All that is wanted is a word-for-word copy of the data from its first line to the line containing "pub struct FieldKey([u8; 3]);", both included.

**Provided information**
___

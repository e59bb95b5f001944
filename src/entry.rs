use crate::error::{LinaError, Result};
use std::fmt;
use std::io::Read;

pub const MAGIC: &[u8; 4] = b"AA01";
pub const LEGACY_MAGIC: &[u8; 4] = b"YAA1";
pub const PREFIX_SIZE: usize = 6;
pub const MAX_HEADER_SIZE: usize = u16::MAX as usize;

#[derive(Clone, Copy, PartialEq, Eq, Hash)]
pub struct FieldKey([u8; 3]);

impl FieldKey {
    pub const TYP: FieldKey = FieldKey(*b"TYP");
    pub const PAT: FieldKey = FieldKey(*b"PAT");
    pub const LNK: FieldKey = FieldKey(*b"LNK");
    pub const UID: FieldKey = FieldKey(*b"UID");
    pub const GID: FieldKey = FieldKey(*b"GID");
    pub const MOD: FieldKey = FieldKey(*b"MOD");
    pub const MTM: FieldKey = FieldKey(*b"MTM");
    pub const DAT: FieldKey = FieldKey(*b"DAT");

    pub fn parse(raw: [u8; 3]) -> Result<Self> {
        if raw
            .iter()
            .all(|b| b.is_ascii_uppercase() || b.is_ascii_digit())
        {
            Ok(FieldKey(raw))
        } else {
            Err(LinaError::InvalidArchive(format!(
                "invalid field key {:?}",
                String::from_utf8_lossy(&raw)
            )))
        }
    }

    pub fn as_bytes(&self) -> &[u8; 3] {
        &self.0
    }
}

impl fmt::Debug for FieldKey {
    fn fmt(&self, f: &mut fmt::Formatter<'_>) -> fmt::Result {
        f.write_str(&String::from_utf8_lossy(&self.0))
    }
}

impl fmt::Display for FieldKey {
    fn fmt(&self, f: &mut fmt::Formatter<'_>) -> fmt::Result {
        fmt::Debug::fmt(self, f)
    }
}

#[derive(Debug, Clone, PartialEq, Eq)]
pub enum FieldValue {
    Uint(u64),
    String(String),
    Blob(u64),
    Timespec { secs: u64, nanos: Option<u32> },
    Digest(Vec<u8>),
    Flag,
}

#[derive(Debug, Clone, PartialEq, Eq)]
struct Field {
    key: FieldKey,
    value: FieldValue,
}

#[derive(Debug, Clone, Copy, PartialEq, Eq)]
pub enum EntryType {
    Directory,
    File,
    Symlink,
}

impl EntryType {
    pub fn code(self) -> u8 {
        match self {
            EntryType::Directory => b'D',
            EntryType::File => b'F',
            EntryType::Symlink => b'L',
        }
    }

    fn from_code(code: u64) -> Result<Self> {
        match u8::try_from(code).ok() {
            Some(b'D') => Ok(EntryType::Directory),
            Some(b'F') => Ok(EntryType::File),
            Some(b'L') => Ok(EntryType::Symlink),
            _ => Err(LinaError::InvalidArchive(format!(
                "unsupported entry type: {code}"
            ))),
        }
    }
}

#[derive(Debug, Clone, Default, PartialEq, Eq)]
pub struct EntryHeader {
    fields: Vec<Field>,
}

impl EntryHeader {
    pub fn new() -> Self {
        Self::default()
    }

    pub fn push(&mut self, key: FieldKey, value: FieldValue) -> &mut Self {
        self.fields.push(Field { key, value });
        self
    }

    pub fn get(&self, key: FieldKey) -> Option<&FieldValue> {
        self.fields.iter().find(|f| f.key == key).map(|f| &f.value)
    }

    pub fn entry_type(&self) -> Result<EntryType> {
        match self.get(FieldKey::TYP) {
            Some(FieldValue::Uint(code)) => EntryType::from_code(*code),
            _ => Err(LinaError::InvalidArchive("entry without TYP field".into())),
        }
    }

    pub fn path(&self) -> Result<&str> {
        match self.get(FieldKey::PAT) {
            Some(FieldValue::String(path)) => Ok(path),
            _ => Err(LinaError::InvalidArchive("entry without PAT field".into())),
        }
    }

    pub fn link_target(&self) -> Option<&str> {
        match self.get(FieldKey::LNK) {
            Some(FieldValue::String(target)) => Some(target),
            _ => None,
        }
    }

    pub fn uint(&self, key: FieldKey) -> Option<u64> {
        match self.get(key) {
            Some(FieldValue::Uint(v)) => Some(*v),
            _ => None,
        }
    }

    pub fn mode(&self) -> Option<u32> {
        self.uint(FieldKey::MOD)
            .and_then(|m| u32::try_from(m).ok())
    }

    pub fn modified(&self) -> Option<(u64, u32)> {
        match self.get(FieldKey::MTM) {
            Some(FieldValue::Timespec { secs, nanos }) => Some((*secs, nanos.unwrap_or(0))),
            _ => None,
        }
    }

    pub fn data_size(&self) -> u64 {
        match self.get(FieldKey::DAT) {
            Some(FieldValue::Blob(size)) => *size,
            _ => 0,
        }
    }

    pub fn blobs(&self) -> impl Iterator<Item = (FieldKey, u64)> + '_ {
        self.fields.iter().filter_map(|f| match f.value {
            FieldValue::Blob(size) => Some((f.key, size)),
            _ => None,
        })
    }

    pub fn blob_total(&self) -> Result<u64> {
        self.blobs().try_fold(0u64, |acc, (_, size)| {
            acc.checked_add(size)
                .ok_or_else(|| LinaError::InvalidArchive("blob sizes overflow".into()))
        })
    }

    pub fn encode(&self) -> Result<Vec<u8>> {
        let mut buf = Vec::with_capacity(64);
        buf.extend_from_slice(MAGIC);
        buf.extend_from_slice(&[0, 0]);
        for field in &self.fields {
            encode_field(&mut buf, field)?;
        }
        if buf.len() > MAX_HEADER_SIZE {
            return Err(LinaError::InvalidFormat(format!(
                "entry header too large: {} bytes",
                buf.len()
            )));
        }
        let size = buf.len() as u16;
        buf[4..6].copy_from_slice(&size.to_le_bytes());
        Ok(buf)
    }

    pub fn decode(bytes: &[u8]) -> Result<Self> {
        if bytes.len() < PREFIX_SIZE {
            return Err(LinaError::InvalidArchive("truncated entry header".into()));
        }
        check_magic(&bytes[0..4])?;
        let size = u16::from_le_bytes([bytes[4], bytes[5]]) as usize;
        if size != bytes.len() {
            return Err(LinaError::InvalidArchive(format!(
                "header size mismatch: declared {size}, got {}",
                bytes.len()
            )));
        }

        let mut cursor = FieldCursor {
            bytes: &bytes[PREFIX_SIZE..],
        };
        let mut header = EntryHeader::new();
        while !cursor.bytes.is_empty() {
            let raw_key = cursor.take(3)?;
            let key = FieldKey::parse([raw_key[0], raw_key[1], raw_key[2]])?;
            let subtype = cursor.take(1)?[0];
            let value = decode_value(subtype, key, &mut cursor)?;
            header.push(key, value);
        }
        Ok(header)
    }

    pub fn read_from<R: Read>(reader: &mut R) -> Result<Option<Self>> {
        let mut prefix = [0u8; PREFIX_SIZE];
        let first = read_some(reader, &mut prefix)?;
        if first == 0 {
            return Ok(None);
        }
        if first < PREFIX_SIZE {
            reader
                .read_exact(&mut prefix[first..])
                .map_err(|_| LinaError::InvalidArchive("truncated entry header".into()))?;
        }
        check_magic(&prefix[0..4])?;
        let size = u16::from_le_bytes([prefix[4], prefix[5]]) as usize;
        if size < PREFIX_SIZE {
            return Err(LinaError::InvalidArchive(format!(
                "invalid header size: {size}"
            )));
        }
        let mut bytes = vec![0u8; size];
        bytes[..PREFIX_SIZE].copy_from_slice(&prefix);
        reader
            .read_exact(&mut bytes[PREFIX_SIZE..])
            .map_err(|_| LinaError::InvalidArchive("truncated entry header".into()))?;
        Self::decode(&bytes).map(Some)
    }
}

pub fn looks_like_archive(bytes: &[u8]) -> bool {
    bytes.len() >= 4 && (&bytes[0..4] == MAGIC || &bytes[0..4] == LEGACY_MAGIC)
}

fn check_magic(magic: &[u8]) -> Result<()> {
    if magic == MAGIC || magic == LEGACY_MAGIC {
        Ok(())
    } else {
        Err(LinaError::InvalidArchive("invalid entry magic".into()))
    }
}

fn read_some<R: Read>(reader: &mut R, buf: &mut [u8]) -> Result<usize> {
    loop {
        match reader.read(buf) {
            Ok(n) => return Ok(n),
            Err(err) if err.kind() == std::io::ErrorKind::Interrupted => continue,
            Err(err) => return Err(LinaError::Io(err)),
        }
    }
}

fn encode_field(buf: &mut Vec<u8>, field: &Field) -> Result<()> {
    buf.extend_from_slice(field.key.as_bytes());
    match &field.value {
        FieldValue::Uint(v) => {
            let width = uint_width(*v);
            buf.push(b'0' + width as u8);
            buf.extend_from_slice(&v.to_le_bytes()[..width]);
        }
        FieldValue::String(s) => {
            let len = u16::try_from(s.len()).map_err(|_| {
                LinaError::InvalidFormat(format!("{} value too long", field.key))
            })?;
            buf.push(b'P');
            buf.extend_from_slice(&len.to_le_bytes());
            buf.extend_from_slice(s.as_bytes());
        }
        FieldValue::Blob(size) => {
            if let Ok(small) = u16::try_from(*size) {
                buf.push(b'A');
                buf.extend_from_slice(&small.to_le_bytes());
            } else if let Ok(medium) = u32::try_from(*size) {
                buf.push(b'B');
                buf.extend_from_slice(&medium.to_le_bytes());
            } else {
                buf.push(b'C');
                buf.extend_from_slice(&size.to_le_bytes());
            }
        }
        FieldValue::Timespec { secs, nanos } => match nanos {
            Some(nanos) => {
                buf.push(b'T');
                buf.extend_from_slice(&secs.to_le_bytes());
                buf.extend_from_slice(&nanos.to_le_bytes());
            }
            None => {
                buf.push(b'S');
                buf.extend_from_slice(&secs.to_le_bytes());
            }
        },
        FieldValue::Digest(digest) => {
            let subtype = match digest.len() {
                4 => b'F',
                20 => b'G',
                32 => b'H',
                48 => b'I',
                64 => b'J',
                other => {
                    return Err(LinaError::InvalidFormat(format!(
                        "unsupported digest length: {other}"
                    )))
                }
            };
            buf.push(subtype);
            buf.extend_from_slice(digest);
        }
        FieldValue::Flag => buf.push(b'*'),
    }
    Ok(())
}

fn uint_width(v: u64) -> usize {
    if v <= u8::MAX as u64 {
        1
    } else if v <= u16::MAX as u64 {
        2
    } else if v <= u32::MAX as u64 {
        4
    } else {
        8
    }
}

struct FieldCursor<'a> {
    bytes: &'a [u8],
}

impl<'a> FieldCursor<'a> {
    fn take(&mut self, n: usize) -> Result<&'a [u8]> {
        if self.bytes.len() < n {
            return Err(LinaError::InvalidArchive("truncated field".into()));
        }
        let (head, rest) = self.bytes.split_at(n);
        self.bytes = rest;
        Ok(head)
    }

    fn uint(&mut self, width: usize) -> Result<u64> {
        let raw = self.take(width)?;
        let mut le = [0u8; 8];
        le[..width].copy_from_slice(raw);
        Ok(u64::from_le_bytes(le))
    }
}

fn decode_value(subtype: u8, key: FieldKey, cursor: &mut FieldCursor<'_>) -> Result<FieldValue> {
    let value = match subtype {
        b'1' | b'2' | b'4' | b'8' => FieldValue::Uint(cursor.uint((subtype - b'0') as usize)?),
        b'P' => {
            let len = cursor.uint(2)? as usize;
            let raw = cursor.take(len)?;
            let s = std::str::from_utf8(raw).map_err(|_| {
                LinaError::InvalidArchive(format!("{key} value is not valid UTF-8"))
            })?;
            FieldValue::String(s.to_string())
        }
        b'A' => FieldValue::Blob(cursor.uint(2)?),
        b'B' => FieldValue::Blob(cursor.uint(4)?),
        b'C' => FieldValue::Blob(cursor.uint(8)?),
        b'S' => FieldValue::Timespec {
            secs: cursor.uint(8)?,
            nanos: None,
        },
        b'T' => {
            let secs = cursor.uint(8)?;
            let nanos = cursor.uint(4)? as u32;
            if nanos >= 1_000_000_000 {
                return Err(LinaError::InvalidArchive(format!(
                    "{key} nanoseconds out of range"
                )));
            }
            FieldValue::Timespec {
                secs,
                nanos: Some(nanos),
            }
        }
        b'F' => FieldValue::Digest(cursor.take(4)?.to_vec()),
        b'G' => FieldValue::Digest(cursor.take(20)?.to_vec()),
        b'H' => FieldValue::Digest(cursor.take(32)?.to_vec()),
        b'I' => FieldValue::Digest(cursor.take(48)?.to_vec()),
        b'J' => FieldValue::Digest(cursor.take(64)?.to_vec()),
        b'*' => FieldValue::Flag,
        other => {
            return Err(LinaError::InvalidArchive(format!(
                "unknown subtype {:?} for {key}",
                other as char
            )))
        }
    };
    Ok(value)
}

___

**Result of the exercise**
repository e59bb95b5f001944
filename src/entry.rs
use crate::error::{LinaError, Result};
use std::fmt;
use std::io::Read;

pub const MAGIC: &[u8; 4] = b"AA01";
pub const LEGACY_MAGIC: &[u8; 4] = b"YAA1";
pub const PREFIX_SIZE: usize = 6;
pub const MAX_HEADER_SIZE: usize = u16::MAX as usize;

#[derive(Clone, Copy, PartialEq, Eq, Hash)]
pub struct FieldKey([u8; 3]);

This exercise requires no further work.